**PROBLEM**. Take the records below and write them out again exactly.

**RECORDS SHOWN**.
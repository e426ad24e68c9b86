//! SQLite database for the Wanderlust API.

wanderlust_core::define_database!(ApiDatabase, "API database migrations complete");
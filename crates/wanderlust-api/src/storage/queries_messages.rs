//! Message queries for the Wanderlust API.

use wanderlust_core::DatabaseError;
use wanderlust_core::db::unix_timestamp;

use super::db::ApiDatabase;
use super::models::{Message, MessageWithUsers};

const SELECT_WITH_USERS: &str = "SELECT m.*, sender.username AS sender_username, receiver.username AS receiver_username \
     FROM messages m \
     JOIN users sender ON m.sender_id = sender.id \
     JOIN users receiver ON m.receiver_id = receiver.id";

impl ApiDatabase {
    /// Store a message and read it back with both usernames.
    pub async fn create_message(
        &self,
        sender_id: i64,
        receiver_id: i64,
        body: &str,
    ) -> Result<MessageWithUsers, DatabaseError> {
        let now = unix_timestamp();

        let result = sqlx::query(
            "INSERT INTO messages (sender_id, receiver_id, message, created_at) VALUES (?, ?, ?, ?)",
        )
        .bind(sender_id)
        .bind(receiver_id)
        .bind(body)
        .bind(now)
        .execute(self.pool())
        .await?;

        self.get_message_with_users(result.last_insert_rowid()).await
    }

    /// Get a message by ID.
    pub async fn get_message(&self, id: i64) -> Result<Message, DatabaseError> {
        sqlx::query_as::<_, Message>("SELECT * FROM messages WHERE id = ?")
            .bind(id)
            .fetch_optional(self.pool())
            .await?
            .ok_or_else(|| DatabaseError::NotFound(format!("Message {id}")))
    }

    /// Get a message by ID with both usernames.
    pub async fn get_message_with_users(&self, id: i64) -> Result<MessageWithUsers, DatabaseError> {
        sqlx::query_as::<_, MessageWithUsers>(&format!("{SELECT_WITH_USERS} WHERE m.id = ?"))
            .bind(id)
            .fetch_optional(self.pool())
            .await?
            .ok_or_else(|| DatabaseError::NotFound(format!("Message {id}")))
    }

    /// Every message, newest first.
    pub async fn list_all_messages(&self) -> Result<Vec<MessageWithUsers>, DatabaseError> {
        let messages = sqlx::query_as::<_, MessageWithUsers>(&format!(
            "{SELECT_WITH_USERS} ORDER BY m.created_at DESC, m.id DESC"
        ))
        .fetch_all(self.pool())
        .await?;

        Ok(messages)
    }

    /// Messages a user sent or received, newest first.
    pub async fn list_messages_for_user(
        &self,
        user_id: i64,
    ) -> Result<Vec<MessageWithUsers>, DatabaseError> {
        let messages = sqlx::query_as::<_, MessageWithUsers>(&format!(
            "{SELECT_WITH_USERS} WHERE m.sender_id = ? OR m.receiver_id = ? \
             ORDER BY m.created_at DESC, m.id DESC"
        ))
        .bind(user_id)
        .bind(user_id)
        .fetch_all(self.pool())
        .await?;

        Ok(messages)
    }

    /// Delete a message. Returns `false` when no such message existed.
    pub async fn delete_message(&self, id: i64) -> Result<bool, DatabaseError> {
        let result = sqlx::query("DELETE FROM messages WHERE id = ?")
            .bind(id)
            .execute(self.pool())
            .await?;

        Ok(result.rows_affected() > 0)
    }
}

**SOLUTION TO THE PROBLEM**.
repository e426ad24e68c9b86
//! SQLite database for the Wanderlust API.

wanderlust_core::define_database!(ApiDatabase, "API database migrations complete");
filename crates/wanderlust-api/src/storage/queries_messages.rs
//! Message queries for the Wanderlust API.

use wanderlust_core::DatabaseError;
use wanderlust_core::db::unix_timestamp;

use super::db::ApiDatabase;
use super::models::{Message, MessageWithUsers};

const SELECT_WITH_USERS: &str = "SELECT m.*, sender.username AS sender_username, receiver.username AS receiver_username \
     FROM messages m \
     JOIN users sender ON m.sender_id = sender.id \
     JOIN users receiver ON m.receiver_id = receiver.id";

impl ApiDatabase {
    /// Store a message and read it back with both usernames.
    pub async fn create_message(
        &self,
        sender_id: i64,
        receiver_id: i64,
        body: &str,
    ) -> Result<MessageWithUsers, DatabaseError> {
        let now = unix_timestamp();

        let result = sqlx::query(
            "INSERT INTO messages (sender_id, receiver_id, message, created_at) VALUES (?, ?, ?, ?)",
        )
        .bind(sender_id)
        .bind(receiver_id)
        .bind(body)
        .bind(now)
        .execute(self.pool())
        .await?;

        self.get_message_with_users(result.last_insert_rowid()).await
    }

    /// Get a message by ID.
    pub async fn get_message(&self, id: i64) -> Result<Message, DatabaseError> {
        sqlx::query_as::<_, Message>("SELECT * FROM messages WHERE id = ?")
            .bind(id)
            .fetch_optional(self.pool())
            .await?
            .ok_or_else(|| DatabaseError::NotFound(format!("Message {id}")))
    }

    /// Get a message by ID with both usernames.
    pub async fn get_message_with_users(&self, id: i64) -> Result<MessageWithUsers, DatabaseError> {
        sqlx::query_as::<_, MessageWithUsers>(&format!("{SELECT_WITH_USERS} WHERE m.id = ?"))
            .bind(id)
            .fetch_optional(self.pool())
            .await?
            .ok_or_else(|| DatabaseError::NotFound(format!("Message {id}")))
    }

    /// Every message, newest first.
    pub async fn list_all_messages(&self) -> Result<Vec<MessageWithUsers>, DatabaseError> {
        let messages = sqlx::query_as::<_, MessageWithUsers>(&format!(
            "{SELECT_WITH_USERS} ORDER BY m.created_at DESC, m.id DESC"
        ))
        .fetch_all(self.pool())
        .await?;

        Ok(messages)
    }

    /// Messages a user sent or received, newest first.
    pub async fn list_messages_for_user(
        &self,
        user_id: i64,
    ) -> Result<Vec<MessageWithUsers>, DatabaseError> {
        let messages = sqlx::query_as::<_, MessageWithUsers>(&format!(
            "{SELECT_WITH_USERS} WHERE m.sender_id = ? OR m.receiver_id = ? \
             ORDER BY m.created_at DESC, m.id DESC"
        ))
        .bind(user_id)
        .bind(user_id)
        .fetch_all(self.pool())
        .await?;

        Ok(messages)
    }

    /// Delete a message. Returns `false` when no such message existed.
    pub async fn delete_message(&self, id: i64) -> Result<bool, DatabaseError> {
        let result = sqlx::query("DELETE FROM messages WHERE id = ?")
            .bind(id)
            .execute(self.pool())
            .await?;

        Ok(result.rows_affected() > 0)
    }
}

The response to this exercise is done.